(Stored data)
§

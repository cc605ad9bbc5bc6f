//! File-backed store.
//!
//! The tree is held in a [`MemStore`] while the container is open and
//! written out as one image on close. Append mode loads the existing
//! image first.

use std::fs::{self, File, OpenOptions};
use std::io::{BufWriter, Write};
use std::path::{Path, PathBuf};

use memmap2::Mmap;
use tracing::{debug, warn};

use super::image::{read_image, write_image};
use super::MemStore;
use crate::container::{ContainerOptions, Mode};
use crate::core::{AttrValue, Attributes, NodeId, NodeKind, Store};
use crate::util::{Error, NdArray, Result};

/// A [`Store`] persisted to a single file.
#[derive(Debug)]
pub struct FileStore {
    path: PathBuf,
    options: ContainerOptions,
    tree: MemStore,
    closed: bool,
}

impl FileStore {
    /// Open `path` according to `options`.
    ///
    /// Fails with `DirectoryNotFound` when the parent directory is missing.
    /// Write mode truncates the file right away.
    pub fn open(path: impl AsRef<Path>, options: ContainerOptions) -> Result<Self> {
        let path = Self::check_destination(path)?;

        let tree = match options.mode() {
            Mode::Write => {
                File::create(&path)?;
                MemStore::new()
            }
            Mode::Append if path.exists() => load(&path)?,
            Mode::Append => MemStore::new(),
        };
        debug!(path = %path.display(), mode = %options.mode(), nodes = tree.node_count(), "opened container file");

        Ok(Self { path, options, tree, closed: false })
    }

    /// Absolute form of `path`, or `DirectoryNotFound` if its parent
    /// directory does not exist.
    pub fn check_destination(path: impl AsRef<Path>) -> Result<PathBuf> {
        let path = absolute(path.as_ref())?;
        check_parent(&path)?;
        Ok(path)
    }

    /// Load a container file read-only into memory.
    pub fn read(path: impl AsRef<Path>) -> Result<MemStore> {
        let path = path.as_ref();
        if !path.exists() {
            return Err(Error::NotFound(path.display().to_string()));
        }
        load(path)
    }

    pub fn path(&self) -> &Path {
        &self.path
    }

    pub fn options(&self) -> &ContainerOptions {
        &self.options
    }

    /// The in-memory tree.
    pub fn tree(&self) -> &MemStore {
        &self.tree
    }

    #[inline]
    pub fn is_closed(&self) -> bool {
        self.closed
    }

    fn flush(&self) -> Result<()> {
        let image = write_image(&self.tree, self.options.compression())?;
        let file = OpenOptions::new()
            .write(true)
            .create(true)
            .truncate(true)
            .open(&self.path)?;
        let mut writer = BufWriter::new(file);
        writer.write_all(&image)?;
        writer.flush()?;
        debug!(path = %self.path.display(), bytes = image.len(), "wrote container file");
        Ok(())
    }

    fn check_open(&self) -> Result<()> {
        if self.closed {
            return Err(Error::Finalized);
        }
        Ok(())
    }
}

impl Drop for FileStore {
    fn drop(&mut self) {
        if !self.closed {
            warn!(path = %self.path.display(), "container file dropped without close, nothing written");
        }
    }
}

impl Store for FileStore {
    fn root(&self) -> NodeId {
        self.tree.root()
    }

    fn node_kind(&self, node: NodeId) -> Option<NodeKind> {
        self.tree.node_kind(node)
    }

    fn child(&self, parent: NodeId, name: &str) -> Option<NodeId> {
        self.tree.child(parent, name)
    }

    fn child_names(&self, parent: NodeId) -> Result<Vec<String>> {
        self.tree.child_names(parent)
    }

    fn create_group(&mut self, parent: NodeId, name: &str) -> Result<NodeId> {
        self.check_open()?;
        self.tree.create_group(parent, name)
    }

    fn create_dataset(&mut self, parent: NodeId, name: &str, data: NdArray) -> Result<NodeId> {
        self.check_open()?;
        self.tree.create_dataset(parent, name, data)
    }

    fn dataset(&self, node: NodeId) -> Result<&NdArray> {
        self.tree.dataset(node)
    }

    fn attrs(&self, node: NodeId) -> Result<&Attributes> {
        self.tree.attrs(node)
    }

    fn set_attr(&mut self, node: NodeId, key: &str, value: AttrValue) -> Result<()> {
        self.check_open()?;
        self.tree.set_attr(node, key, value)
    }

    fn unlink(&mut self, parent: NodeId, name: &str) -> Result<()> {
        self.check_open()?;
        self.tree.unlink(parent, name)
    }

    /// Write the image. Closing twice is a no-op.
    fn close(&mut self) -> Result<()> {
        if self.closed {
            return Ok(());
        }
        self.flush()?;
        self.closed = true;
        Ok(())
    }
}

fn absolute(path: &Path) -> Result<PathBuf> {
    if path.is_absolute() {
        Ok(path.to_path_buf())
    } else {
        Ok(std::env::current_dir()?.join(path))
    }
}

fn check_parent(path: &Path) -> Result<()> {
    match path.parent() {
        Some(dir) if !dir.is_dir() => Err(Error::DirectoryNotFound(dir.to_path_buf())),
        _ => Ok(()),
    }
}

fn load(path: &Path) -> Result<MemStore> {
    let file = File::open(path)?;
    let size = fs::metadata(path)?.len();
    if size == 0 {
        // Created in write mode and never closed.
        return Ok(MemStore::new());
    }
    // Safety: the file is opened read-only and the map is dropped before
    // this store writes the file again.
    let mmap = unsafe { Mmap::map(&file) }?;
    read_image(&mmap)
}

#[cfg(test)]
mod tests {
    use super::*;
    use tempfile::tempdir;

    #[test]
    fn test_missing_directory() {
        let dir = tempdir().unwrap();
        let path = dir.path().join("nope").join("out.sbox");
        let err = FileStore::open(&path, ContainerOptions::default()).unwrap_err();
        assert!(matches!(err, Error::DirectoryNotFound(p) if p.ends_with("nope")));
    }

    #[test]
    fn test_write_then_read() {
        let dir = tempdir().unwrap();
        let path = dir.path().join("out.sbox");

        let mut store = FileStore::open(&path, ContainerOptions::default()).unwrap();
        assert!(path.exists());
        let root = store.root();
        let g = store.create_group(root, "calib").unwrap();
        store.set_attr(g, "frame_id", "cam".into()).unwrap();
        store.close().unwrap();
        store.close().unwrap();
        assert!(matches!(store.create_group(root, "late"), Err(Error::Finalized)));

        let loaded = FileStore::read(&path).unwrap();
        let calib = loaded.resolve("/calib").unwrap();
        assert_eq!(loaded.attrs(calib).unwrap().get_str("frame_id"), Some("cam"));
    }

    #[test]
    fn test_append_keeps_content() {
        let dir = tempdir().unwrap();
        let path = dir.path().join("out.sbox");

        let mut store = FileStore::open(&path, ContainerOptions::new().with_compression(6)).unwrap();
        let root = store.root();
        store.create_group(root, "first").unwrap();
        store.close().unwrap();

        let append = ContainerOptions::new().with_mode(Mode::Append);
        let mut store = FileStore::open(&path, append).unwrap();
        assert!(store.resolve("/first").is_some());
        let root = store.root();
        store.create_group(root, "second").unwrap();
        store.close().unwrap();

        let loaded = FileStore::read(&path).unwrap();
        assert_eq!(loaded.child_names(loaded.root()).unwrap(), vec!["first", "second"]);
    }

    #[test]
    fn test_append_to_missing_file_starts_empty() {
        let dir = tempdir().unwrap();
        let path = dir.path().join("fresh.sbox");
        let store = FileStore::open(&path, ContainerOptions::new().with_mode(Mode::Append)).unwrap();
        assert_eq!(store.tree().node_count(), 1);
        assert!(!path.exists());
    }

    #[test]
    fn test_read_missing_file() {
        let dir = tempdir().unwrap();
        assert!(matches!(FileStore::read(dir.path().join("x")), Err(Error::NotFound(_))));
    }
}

§

§ WHAT THE TASK ASKS
The task calls for all the records above to be repeated exactly.

§ RESULT FOR THIS EXERCISE
repository cc605ad9bbc5bc6f
//! File-backed store.
//!
//! The tree is held in a [`MemStore`] while the container is open and
//! written out as one image on close. Append mode loads the existing
//! image first.

use std::fs::{self, File, OpenOptions};
use std::io::{BufWriter, Write};
use std::path::{Path, PathBuf};

use memmap2::Mmap;
use tracing::{debug, warn};

use super::image::{read_image, write_image};
use super::MemStore;
use crate::container::{ContainerOptions, Mode};
use crate::core::{AttrValue, Attributes, NodeId, NodeKind, Store};
use crate::util::{Error, NdArray, Result};

/// A [`Store`] persisted to a single file.
#[derive(Debug)]
pub struct FileStore {
    path: PathBuf,
    options: ContainerOptions,
    tree: MemStore,
    closed: bool,
}

impl FileStore {
    /// Open `path` according to `options`.
    ///
    /// Fails with `DirectoryNotFound` when the parent directory is missing.
    /// Write mode truncates the file right away.
    pub fn open(path: impl AsRef<Path>, options: ContainerOptions) -> Result<Self> {
        let path = Self::check_destination(path)?;

        let tree = match options.mode() {
            Mode::Write => {
                File::create(&path)?;
                MemStore::new()
            }
            Mode::Append if path.exists() => load(&path)?,
            Mode::Append => MemStore::new(),
        };
        debug!(path = %path.display(), mode = %options.mode(), nodes = tree.node_count(), "opened container file");

        Ok(Self { path, options, tree, closed: false })
    }

    /// Absolute form of `path`, or `DirectoryNotFound` if its parent
    /// directory does not exist.
    pub fn check_destination(path: impl AsRef<Path>) -> Result<PathBuf> {
        let path = absolute(path.as_ref())?;
        check_parent(&path)?;
        Ok(path)
    }

    /// Load a container file read-only into memory.
    pub fn read(path: impl AsRef<Path>) -> Result<MemStore> {
        let path = path.as_ref();
        if !path.exists() {
            return Err(Error::NotFound(path.display().to_string()));
        }
        load(path)
    }

    pub fn path(&self) -> &Path {
        &self.path
    }

    pub fn options(&self) -> &ContainerOptions {
        &self.options
    }

    /// The in-memory tree.
    pub fn tree(&self) -> &MemStore {
        &self.tree
    }

    #[inline]
    pub fn is_closed(&self) -> bool {
        self.closed
    }

    fn flush(&self) -> Result<()> {
        let image = write_image(&self.tree, self.options.compression())?;
        let file = OpenOptions::new()
            .write(true)
            .create(true)
            .truncate(true)
            .open(&self.path)?;
        let mut writer = BufWriter::new(file);
        writer.write_all(&image)?;
        writer.flush()?;
        debug!(path = %self.path.display(), bytes = image.len(), "wrote container file");
        Ok(())
    }

    fn check_open(&self) -> Result<()> {
        if self.closed {
            return Err(Error::Finalized);
        }
        Ok(())
    }
}

impl Drop for FileStore {
    fn drop(&mut self) {
        if !self.closed {
            warn!(path = %self.path.display(), "container file dropped without close, nothing written");
        }
    }
}

impl Store for FileStore {
    fn root(&self) -> NodeId {
        self.tree.root()
    }

    fn node_kind(&self, node: NodeId) -> Option<NodeKind> {
        self.tree.node_kind(node)
    }

    fn child(&self, parent: NodeId, name: &str) -> Option<NodeId> {
        self.tree.child(parent, name)
    }

    fn child_names(&self, parent: NodeId) -> Result<Vec<String>> {
        self.tree.child_names(parent)
    }

    fn create_group(&mut self, parent: NodeId, name: &str) -> Result<NodeId> {
        self.check_open()?;
        self.tree.create_group(parent, name)
    }

    fn create_dataset(&mut self, parent: NodeId, name: &str, data: NdArray) -> Result<NodeId> {
        self.check_open()?;
        self.tree.create_dataset(parent, name, data)
    }

    fn dataset(&self, node: NodeId) -> Result<&NdArray> {
        self.tree.dataset(node)
    }

    fn attrs(&self, node: NodeId) -> Result<&Attributes> {
        self.tree.attrs(node)
    }

    fn set_attr(&mut self, node: NodeId, key: &str, value: AttrValue) -> Result<()> {
        self.check_open()?;
        self.tree.set_attr(node, key, value)
    }

    fn unlink(&mut self, parent: NodeId, name: &str) -> Result<()> {
        self.check_open()?;
        self.tree.unlink(parent, name)
    }

    /// Write the image. Closing twice is a no-op.
    fn close(&mut self) -> Result<()> {
        if self.closed {
            return Ok(());
        }
        self.flush()?;
        self.closed = true;
        Ok(())
    }
}

fn absolute(path: &Path) -> Result<PathBuf> {
    if path.is_absolute() {
        Ok(path.to_path_buf())
    } else {
        Ok(std::env::current_dir()?.join(path))
    }
}

fn check_parent(path: &Path) -> Result<()> {
    match path.parent() {
        Some(dir) if !dir.is_dir() => Err(Error::DirectoryNotFound(dir.to_path_buf())),
        _ => Ok(()),
    }
}

fn load(path: &Path) -> Result<MemStore> {
    let file = File::open(path)?;
    let size = fs::metadata(path)?.len();
    if size == 0 {
        // Created in write mode and never closed.
        return Ok(MemStore::new());
    }
    // Safety: the file is opened read-only and the map is dropped before
    // this store writes the file again.
    let mmap = unsafe { Mmap::map(&file) }?;
    read_image(&mmap)
}

#[cfg(test)]
mod tests {
    use super::*;
    use tempfile::tempdir;

    #[test]
    fn test_missing_directory() {
        let dir = tempdir().unwrap();
        let path = dir.path().join("nope").join("out.sbox");
        let err = FileStore::open(&path, ContainerOptions::default()).unwrap_err();
        assert!(matches!(err, Error::DirectoryNotFound(p) if p.ends_with("nope")));
    }

    #[test]
    fn test_write_then_read() {
        let dir = tempdir().unwrap();
        let path = dir.path().join("out.sbox");

        let mut store = FileStore::open(&path, ContainerOptions::default()).unwrap();
        assert!(path.exists());
        let root = store.root();
        let g = store.create_group(root, "calib").unwrap();
        store.set_attr(g, "frame_id", "cam".into()).unwrap();
        store.close().unwrap();
        store.close().unwrap();
        assert!(matches!(store.create_group(root, "late"), Err(Error::Finalized)));

        let loaded = FileStore::read(&path).unwrap();
        let calib = loaded.resolve("/calib").unwrap();
        assert_eq!(loaded.attrs(calib).unwrap().get_str("frame_id"), Some("cam"));
    }

    #[test]
    fn test_append_keeps_content() {
        let dir = tempdir().unwrap();
        let path = dir.path().join("out.sbox");

        let mut store = FileStore::open(&path, ContainerOptions::new().with_compression(6)).unwrap();
        let root = store.root();
        store.create_group(root, "first").unwrap();
        store.close().unwrap();

        let append = ContainerOptions::new().with_mode(Mode::Append);
        let mut store = FileStore::open(&path, append).unwrap();
        assert!(store.resolve("/first").is_some());
        let root = store.root();
        store.create_group(root, "second").unwrap();
        store.close().unwrap();

        let loaded = FileStore::read(&path).unwrap();
        assert_eq!(loaded.child_names(loaded.root()).unwrap(), vec!["first", "second"]);
    }

    #[test]
    fn test_append_to_missing_file_starts_empty() {
        let dir = tempdir().unwrap();
        let path = dir.path().join("fresh.sbox");
        let store = FileStore::open(&path, ContainerOptions::new().with_mode(Mode::Append)).unwrap();
        assert_eq!(store.tree().node_count(), 1);
        assert!(!path.exists());
    }

    #[test]
    fn test_read_missing_file() {
        let dir = tempdir().unwrap();
        assert!(matches!(FileStore::read(dir.path().join("x")), Err(Error::NotFound(_))));
    }
}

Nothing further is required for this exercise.